See http://docs.scipy.org/doc/scipy/reference/integrate.html for the method details.
or the source code
'''
available_rules = set(['trapz', 'cumtrapz', 'simps', 'romb'])
if how in available_rules:
rule = integrate.__getattribute__(how)
else:
print('Unsupported integration rule: %s' % (how))
print('Expecting one of these sample-based integration rules: %s' % (str(list(available_rules))))
raise AttributeError

result = rule(self.values, self.index.astype(np.int64) / 10**9)
#result = rule(self.values)
return result

pd.TimeSeries.integrate = integrate_method

# Example of usage¶

Sample data

In [96]:
x = np.abs(np.random.randn(10000))
ts = pd.Series(x, pd.date_range(start='2013-05-03', periods=len(x), freq='s'))

Default args

In [97]:
ts.integrate()
Out[97]:
8023.3962287465547

Different methods:

• Cumulative trapezoidal rule - TODO: maybe convert output to pandas timespans in this case
In [65]:
ts.integrate('cumtrapz')
Out[65]:
array([  1.50979200e+00,   2.36680665e+00,   2.91839588e+00, ...,
7.94300517e+03,   7.94440820e+03,   7.94510764e+03])
• Simpson's rule
In [64]:
ts.integrate('simps')
Out[64]:
7945.0431120912626
• Romberger's rule - number of samples must be one plus a non-negative power of 2.
In [72]:
ts[:1+2**3].integrate('romb')
Out[72]:
array([  8.43726871e+09,   8.43726872e+09,   8.43726873e+09,
8.43726873e+09,   8.43726874e+09,   8.43726875e+09,
8.43726875e+09,   8.43726876e+09,   8.43726876e+09])

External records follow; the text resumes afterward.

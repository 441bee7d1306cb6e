use std::path::PathBuf;

use thiserror::Error;

#[derive(Debug, Error)]
pub enum Error {
    #[error("io error on {}: {source}", path.display())]
    Io {
        path: PathBuf,
        #[source]
        source: std::io::Error,
    },
    #[error("invalid configuration: {0}")]
    Config(String),
    #[error("remote store: {0}")]
    Remote(String),
    #[error("not a lifecycle file name: {}", .0.display())]
    InvalidName(PathBuf),
}

impl Error {
    pub fn io(path: impl Into<PathBuf>, source: std::io::Error) -> Self {
        Error::Io {
            path: path.into(),
            source,
        }
    }

    /// True when the underlying cause is a file that vanished mid-operation.
    pub fn is_not_found(&self) -> bool {
        matches!(self, Error::Io { source, .. } if source.kind() == std::io::ErrorKind::NotFound)
    }
}

pub type Result<T> = std::result::Result<T, Error>;

/// Attach the offending path to a raw io result.
pub(crate) trait IoContext<T> {
    fn at(self, path: &std::path::Path) -> Result<T>;
}

impl<T> IoContext<T> for std::io::Result<T> {
    fn at(self, path: &std::path::Path) -> Result<T> {
        self.map_err(|err| Error::io(path, err))
    }
}
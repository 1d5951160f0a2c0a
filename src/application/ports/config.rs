//! Configuration port interface

use std::path::PathBuf;

use async_trait::async_trait;

use crate::domain::config::AppConfig;
use crate::domain::error::ConfigError;

/// Port for configuration storage
#[async_trait]
pub trait ConfigStore: Send + Sync {
    /// Load the stored configuration.
    /// A missing file yields an empty config, not an error.
    async fn load(&self) -> Result<AppConfig, ConfigError>;

    /// Persist `config`, creating parent directories as needed.
    async fn save(&self, config: &AppConfig) -> Result<(), ConfigError>;

    fn path(&self) -> PathBuf;

    fn exists(&self) -> bool;

    /// Write the defaults. Fails if the file already exists.
    async fn init(&self) -> Result<(), ConfigError>;

    /// Stored configuration, treating unreadable files as empty
    async fn load_or_empty(&self) -> AppConfig {
        match self.load().await {
            Ok(config) => config,
            Err(e) => {
                tracing::warn!(path = %self.path().display(), error = %e, "ignoring unreadable config");
                AppConfig::empty()
            }
        }
    }
}
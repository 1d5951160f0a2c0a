//! CLI layer - Command-line interface
//!
//! Contains argument parsing, output formatting, signal handling,
//! and the command handlers wiring adapters into use cases.

pub mod app;
pub mod args;
pub mod commands;
pub mod config_cmd;
pub mod presenter;
pub mod signals;
pub mod watch_app;

// Re-export commonly used types
pub use app::{
    AppContext, CommandError, EXIT_ERROR, EXIT_SUCCESS, EXIT_UNAVAILABLE, EXIT_USAGE_ERROR,
};
pub use args::{Cli, Commands, ConfigAction, SessionAction, UsageAction};
pub use presenter::Presenter;
pub use watch_app::run_watch;
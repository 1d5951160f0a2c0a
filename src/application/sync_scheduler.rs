//! Background subscription sync
//!
//! Triggers the reconciler on sign-in, when a cached entitlement is seen to
//! have expired, and on a fixed interval while the user has no active
//! access. Background syncs are fire-and-forget: a failure is logged and the
//! next trigger tries again.

use std::sync::Arc;

use tokio::sync::watch;
use tokio::task::JoinHandle;
use tokio::time::MissedTickBehavior;
use tracing::{debug, info, warn};

use crate::domain::entitlement::Entitlement;
use crate::domain::schedule::Interval;

use super::ports::{AuthProvider, EntitlementStore, PaymentProvider};
use super::reconciler::SubscriptionReconciler;

/// What caused a background sync
#[derive(Debug, Clone, Copy, PartialEq, Eq)]
pub enum SyncTrigger {
    SignIn,
    Expired,
    Periodic,
}

impl SyncTrigger {
    pub fn as_str(&self) -> &'static str {
        match self {
            Self::SignIn => "sign-in",
            Self::Expired => "expired",
            Self::Periodic => "periodic",
        }
    }
}

/// Owns the periodic sync task for one signed-in session
pub struct SyncScheduler<A, P, S>
where
    A: AuthProvider + 'static,
    P: PaymentProvider + 'static,
    S: EntitlementStore + 'static,
{
    reconciler: Arc<SubscriptionReconciler<A, P, S>>,
    interval: Interval,
    shutdown: Option<watch::Sender<bool>>,
    handle: Option<JoinHandle<()>>,
}

impl<A, P, S> SyncScheduler<A, P, S>
where
    A: AuthProvider + 'static,
    P: PaymentProvider + 'static,
    S: EntitlementStore + 'static,
{
    pub fn new(reconciler: Arc<SubscriptionReconciler<A, P, S>>, interval: Interval) -> Self {
        Self {
            reconciler,
            interval,
            shutdown: None,
            handle: None,
        }
    }

    pub fn interval(&self) -> Interval {
        self.interval
    }

    pub fn is_running(&self) -> bool {
        self.handle.as_ref().is_some_and(|h| !h.is_finished())
    }

    /// Run one sync in the background
    pub fn trigger(&self, trigger: SyncTrigger) -> JoinHandle<()> {
        let reconciler = Arc::clone(&self.reconciler);
        tokio::spawn(async move { run_sync(&reconciler, trigger).await })
    }

    /// Fire-and-forget sync after a successful sign-in
    pub fn on_sign_in(&self) -> JoinHandle<()> {
        self.trigger(SyncTrigger::SignIn)
    }

    /// Inspect a freshly loaded entitlement and sync if it has expired
    pub fn observe(&self, entitlement: Option<&Entitlement>) -> Option<JoinHandle<()>> {
        let now = self.reconciler.clock().now();
        match entitlement {
            Some(e) if e.is_expired(now) => {
                debug!(user_id = %e.user_id, "cached entitlement expired");
                Some(self.trigger(SyncTrigger::Expired))
            }
            _ => None,
        }
    }

    /// Start the periodic loop. Calling it again while running is a no-op.
    pub fn start(&mut self) {
        if self.is_running() {
            return;
        }

        let (tx, mut rx) = watch::channel(false);
        let reconciler = Arc::clone(&self.reconciler);
        let period = self.interval.as_std();

        info!(interval = %self.interval, "starting periodic subscription sync");
        let handle = tokio::spawn(async move {
            let mut ticker = tokio::time::interval(period);
            ticker.set_missed_tick_behavior(MissedTickBehavior::Delay);
            // The first tick fires immediately; sign-in already covered it.
            ticker.tick().await;

            loop {
                tokio::select! {
                    _ = ticker.tick() => {}
                    _ = rx.changed() => break,
                }

                tokio::select! {
                    _ = periodic_tick(&reconciler) => {}
                    _ = rx.changed() => break,
                }
            }
            debug!("periodic subscription sync stopped");
        });

        self.shutdown = Some(tx);
        self.handle = Some(handle);
    }

    /// Stop the periodic loop and wait for it to exit
    pub async fn stop(&mut self) {
        if let Some(tx) = self.shutdown.take() {
            let _ = tx.send(true);
        }
        if let Some(handle) = self.handle.take() {
            if let Err(e) = handle.await {
                warn!(error = %e, "sync task ended abnormally");
            }
        }
    }
}

impl<A, P, S> Drop for SyncScheduler<A, P, S>
where
    A: AuthProvider + 'static,
    P: PaymentProvider + 'static,
    S: EntitlementStore + 'static,
{
    fn drop(&mut self) {
        if let Some(handle) = self.handle.take() {
            handle.abort();
        }
    }
}

async fn periodic_tick<A, P, S>(reconciler: &SubscriptionReconciler<A, P, S>)
where
    A: AuthProvider,
    P: PaymentProvider,
    S: EntitlementStore,
{
    match reconciler.cached().await {
        Ok(Some(entitlement)) if entitlement.has_active_access() => {
            debug!("entitlement active, skipping periodic sync");
        }
        Ok(_) => run_sync(reconciler, SyncTrigger::Periodic).await,
        Err(e) => warn!(error = %e, "could not read cached entitlement"),
    }
}

async fn run_sync<A, P, S>(reconciler: &SubscriptionReconciler<A, P, S>, trigger: SyncTrigger)
where
    A: AuthProvider,
    P: PaymentProvider,
    S: EntitlementStore,
{
    match reconciler.sync().await {
        Ok(outcome) => info!(trigger = trigger.as_str(), "{}", outcome.summary()),
        Err(e) => warn!(trigger = trigger.as_str(), error = %e, "subscription sync failed"),
    }
}
//! Handlers for the session, usage, assistant, sync and webhook commands

use std::path::Path;
use std::sync::Arc;

use chrono::{Duration, Utc};
use tracing::debug;

use crate::application::ports::{AuthProvider, UsageStore};
use crate::application::{
    AssistError, SyncScheduler, UsageLimiter, WebhookOutcome, WebhookProcessor,
};
use crate::domain::auth::Session;
use crate::domain::usage::UsageKind;
use crate::domain::voice::{AudioClip, AudioFormat};
use crate::infrastructure::{parse_event, SessionFile};

use super::app::{AppContext, CommandError, EXIT_ERROR, EXIT_SUCCESS, EXIT_UNAVAILABLE};
use super::args::{SessionAction, UsageAction};
use super::presenter::Presenter;

/// Extension marking a file that holds base64 audio instead of raw bytes
const BASE64_EXTENSION: &str = "b64";

/// Handle session subcommand
pub async fn handle_session_command(
    action: SessionAction,
    ctx: &AppContext,
    presenter: &Presenter,
) -> Result<u8, CommandError> {
    match action {
        SessionAction::Set {
            user_id,
            email,
            access_token,
            refresh_token,
            expires_in,
        } => {
            let session = Session {
                user_id,
                email,
                access_token,
                refresh_token,
                expires_at: Utc::now() + Duration::seconds(expires_in),
            };
            let email = session.email.clone();
            ctx.auth().sign_in_with(session).await?;
            presenter.success(&format!("Signed in as {}", email));
            sign_in_sync(ctx).await;
            Ok(EXIT_SUCCESS)
        }
        SessionAction::Show => {
            let session = ctx.auth().session().await?;
            presenter.key_value("user_id", &session.user_id);
            presenter.key_value("email", &session.email);
            presenter.key_value("expires_at", &session.expires_at.to_rfc3339());
            if session.is_expired(Utc::now()) {
                presenter.warn("Access token expired; it will be refreshed on next use");
            }
            presenter.key_value("file", &SessionFile::new().path().to_string_lossy());
            Ok(EXIT_SUCCESS)
        }
        SessionAction::Clear => {
            ctx.auth().sign_out().await?;
            forget_quota_hints(ctx).await;
            presenter.success("Signed out");
            Ok(EXIT_SUCCESS)
        }
    }
}

/// Post-sign-in sync. Runs in the background like any other trigger; the
/// command only waits for it because the process is about to exit.
async fn sign_in_sync(ctx: &AppContext) {
    let reconciler = match ctx.reconciler() {
        Ok(r) => Arc::new(r),
        Err(e) => {
            debug!(error = %e, "skipping sign-in sync");
            return;
        }
    };
    let scheduler = SyncScheduler::new(
        Arc::clone(&reconciler),
        ctx.config().sync_interval_or_default(),
    );
    if let Err(e) = scheduler.on_sign_in().await {
        debug!(error = %e, "sign-in sync task ended abnormally");
    }
    if let Ok(Some(entitlement)) = reconciler.cached().await {
        if entitlement.has_active_access() {
            forget_quota_hints(ctx).await;
        }
    }
}

/// Drop locally remembered quota denials, e.g. once a plan grants
/// unlimited use or the user signs out
async fn forget_quota_hints(ctx: &AppContext) {
    match ctx.limiter() {
        Ok(limiter) => limiter.clear_local_hints().await,
        Err(e) => debug!(error = %e, "could not clear quota hints"),
    }
}

/// Notice for an AI action that was denied earlier today. The server is
/// still asked; the hint may be stale.
async fn exhausted_notice<S: UsageStore>(
    limiter: &UsageLimiter<S>,
    user_id: &str,
    kind: UsageKind,
) -> Option<String> {
    limiter.appears_exhausted(user_id, kind).await.then(|| {
        format!(
            "{} were used up earlier today; checking again.",
            kind.label()
        )
    })
}

async fn current_user(ctx: &AppContext) -> Result<Session, CommandError> {
    Ok(ctx.auth().valid_session(Utc::now()).await?)
}

/// Handle usage subcommand
pub async fn handle_usage(
    action: Option<UsageAction>,
    ctx: &AppContext,
    presenter: &Presenter,
) -> Result<u8, CommandError> {
    let session = current_user(ctx).await?;
    let limiter = ctx.limiter()?;

    match action {
        None => {
            let snapshot = limiter.snapshot(&session.user_id).await?;
            presenter.usage(&snapshot);
            Ok(EXIT_SUCCESS)
        }
        Some(UsageAction::Check { kind }) => {
            let kind = UsageKind::from(kind);
            if limiter.can_use(&session.user_id, kind).await {
                presenter.output("available");
                Ok(EXIT_SUCCESS)
            } else {
                presenter.output("exhausted");
                Ok(EXIT_UNAVAILABLE)
            }
        }
    }
}

/// A quota denial is reported with the manual-entry fallback, not as a failure
fn report_assist_error(e: AssistError, presenter: &Presenter) -> Result<u8, CommandError> {
    if e.is_quota_exceeded() {
        presenter.warn(&e.to_string());
        presenter.info("You can still add the transaction manually.");
        return Ok(EXIT_SUCCESS);
    }
    Err(e.into())
}

/// Handle parse command
pub async fn handle_parse(
    text: &str,
    ctx: &AppContext,
    presenter: &Presenter,
) -> Result<u8, CommandError> {
    let session = current_user(ctx).await?;
    let assistant = ctx.assistant()?;

    if let Some(notice) =
        exhausted_notice(assistant.limiter(), &session.user_id, UsageKind::NaturalInput).await
    {
        presenter.info(&notice);
    }

    match assistant.parse_natural_input(&session.user_id, text).await {
        Ok(Some(draft)) => {
            presenter.draft(&draft);
            Ok(EXIT_SUCCESS)
        }
        Ok(None) => {
            presenter.warn("Could not recognise a transaction. Please add it manually.");
            Ok(EXIT_SUCCESS)
        }
        Err(e) => report_assist_error(e, presenter),
    }
}

/// Load an audio file; `*.b64` files hold a base64 payload
pub async fn load_audio(path: &Path) -> Result<AudioClip, CommandError> {
    let read_err = |e: std::io::Error| CommandError::Read {
        path: path.display().to_string(),
        message: e.to_string(),
    };

    let is_base64 = path
        .extension()
        .and_then(|e| e.to_str())
        .is_some_and(|e| e.eq_ignore_ascii_case(BASE64_EXTENSION));

    if is_base64 {
        let encoded = tokio::fs::read_to_string(path).await.map_err(read_err)?;
        let inner = path.file_stem().map(Path::new).unwrap_or(path);
        return Ok(AudioClip::from_base64(&encoded, AudioFormat::from_path(inner))?);
    }

    let data = tokio::fs::read(path).await.map_err(read_err)?;
    Ok(AudioClip::new(data, AudioFormat::from_path(path))?)
}

/// Handle transcribe command
pub async fn handle_transcribe(
    file: &Path,
    ctx: &AppContext,
    presenter: &mut Presenter,
) -> Result<u8, CommandError> {
    let audio = load_audio(file).await?;
    let session = current_user(ctx).await?;
    let assistant = ctx.assistant()?;

    if let Some(notice) =
        exhausted_notice(assistant.limiter(), &session.user_id, UsageKind::Transcription).await
    {
        presenter.info(&notice);
    }

    presenter.start_spinner(&format!("Transcribing ({})...", audio.human_readable_size()));
    match assistant.transcribe_and_analyze(&session.user_id, &audio).await {
        Ok(entry) => {
            presenter.spinner_success("Transcription complete");
            presenter.output(&entry.transcript);
            match entry.draft {
                Some(draft) => presenter.draft(&draft),
                None => presenter.warn("Could not recognise a transaction. Please add it manually."),
            }
            Ok(EXIT_SUCCESS)
        }
        Err(e) => {
            presenter.spinner_fail("Transcription not completed");
            report_assist_error(e, presenter)
        }
    }
}

/// Handle sync command (awaited manual sync)
pub async fn handle_sync(ctx: &AppContext, presenter: &mut Presenter) -> Result<u8, CommandError> {
    let reconciler = ctx.reconciler()?;

    presenter.start_spinner("Syncing subscription...");
    match reconciler.sync().await {
        Ok(outcome) => {
            presenter.spinner_success(&outcome.summary());
            if outcome.entitlement().is_some_and(|e| e.has_active_access()) {
                forget_quota_hints(ctx).await;
            }
            match outcome.entitlement() {
                Some(e) => presenter.entitlement(Some(e)),
                None => presenter.entitlement(reconciler.cached().await?.as_ref()),
            }
            Ok(EXIT_SUCCESS)
        }
        Err(e) => {
            presenter.spinner_fail(&format!("Sync failed: {}", e));
            // Last known state stays authoritative until a sync succeeds.
            if let Ok(cached) = reconciler.cached().await {
                presenter.info("Last known subscription state:");
                presenter.entitlement(cached.as_ref());
            }
            Ok(EXIT_ERROR)
        }
    }
}

/// Handle webhook command
pub async fn handle_webhook(
    file: &Path,
    ctx: &AppContext,
    presenter: &Presenter,
) -> Result<u8, CommandError> {
    let payload = tokio::fs::read_to_string(file)
        .await
        .map_err(|e| CommandError::Read {
            path: file.display().to_string(),
            message: e.to_string(),
        })?;
    let event = parse_event(&payload)?;

    let processor = WebhookProcessor::new(ctx.payments()?, ctx.service_store()?);
    match processor.apply(&event).await? {
        WebhookOutcome::Upserted(e) => presenter.success(&format!(
            "Entitlement for {} set to {}",
            e.user_id, e.status
        )),
        WebhookOutcome::Updated {
            subscription_id,
            status,
            found: true,
        } => presenter.success(&format!("Subscription {} is now {}", subscription_id, status)),
        WebhookOutcome::Updated {
            subscription_id,
            found: false,
            ..
        } => presenter.warn(&format!(
            "No entitlement references subscription {}",
            subscription_id
        )),
        WebhookOutcome::Ignored(reason) => presenter.info(&format!("Ignored: {}", reason)),
    }

    Ok(EXIT_SUCCESS)
}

## Testing for correctness on predictable series¶

A straight line covering an area of 12 * 2 = 24

In [104]:
twos = pd.Series(2, pd.date_range(start='2012-01-23', periods=13, freq='1s'))
twos.plot()
print(twos.integrate('simps'))
24.0

We should get the same result even if we sampled the data e.g. every 3 seconds

In [105]:
twos_sparse = pd.Series(2, pd.date_range(start='2012-01-23 00:00', end='2012-01-23 00:12', freq='3s'))
twos_sparse.plot()
print(twos_sparse.integrate('simps'))
1440.0

A diagonal, closing a triangle 12 * 12 / 2 = 72

In [89]:
lin = pd.Series(np.arange(13), pd.date_range(start='2012-01-23', periods=13, freq='1s'))
lin.plot()
print(lin.integrate())
72.0

## Benchmarking¶

Overcomes the bottleneck illustrated here

In [61]:
%timeit ts.integrate()
1000 loops, best of 3: 237 µs per loop

# Tests¶

Non-existing method

In [73]:
ts.integrate('homers')
---------------------------------------------------------------------------
AttributeError                            Traceback (most recent call last)
<ipython-input-73-9795db05ffcd> in <module>()
----> 1 ts.integrate('homers')

<ipython-input-63-e2ac6ebfcf13> in integrate_method(self, how, unit)
24         print('Unsupported integration rule: %s' % (how))
25         print('Expecting one of these sample-based integration rules: %s' % (str(list(available_rules))))
---> 26         raise AttributeError
27
28     #result = integrate.trapz(ts.values, ts.index.astype(np.int64) / 10**9)

AttributeError:
Unsupported integration rule: homers
Expecting one of these sample-based integration rules: ['romb', 'simps', 'trapz', 'cumtrapz']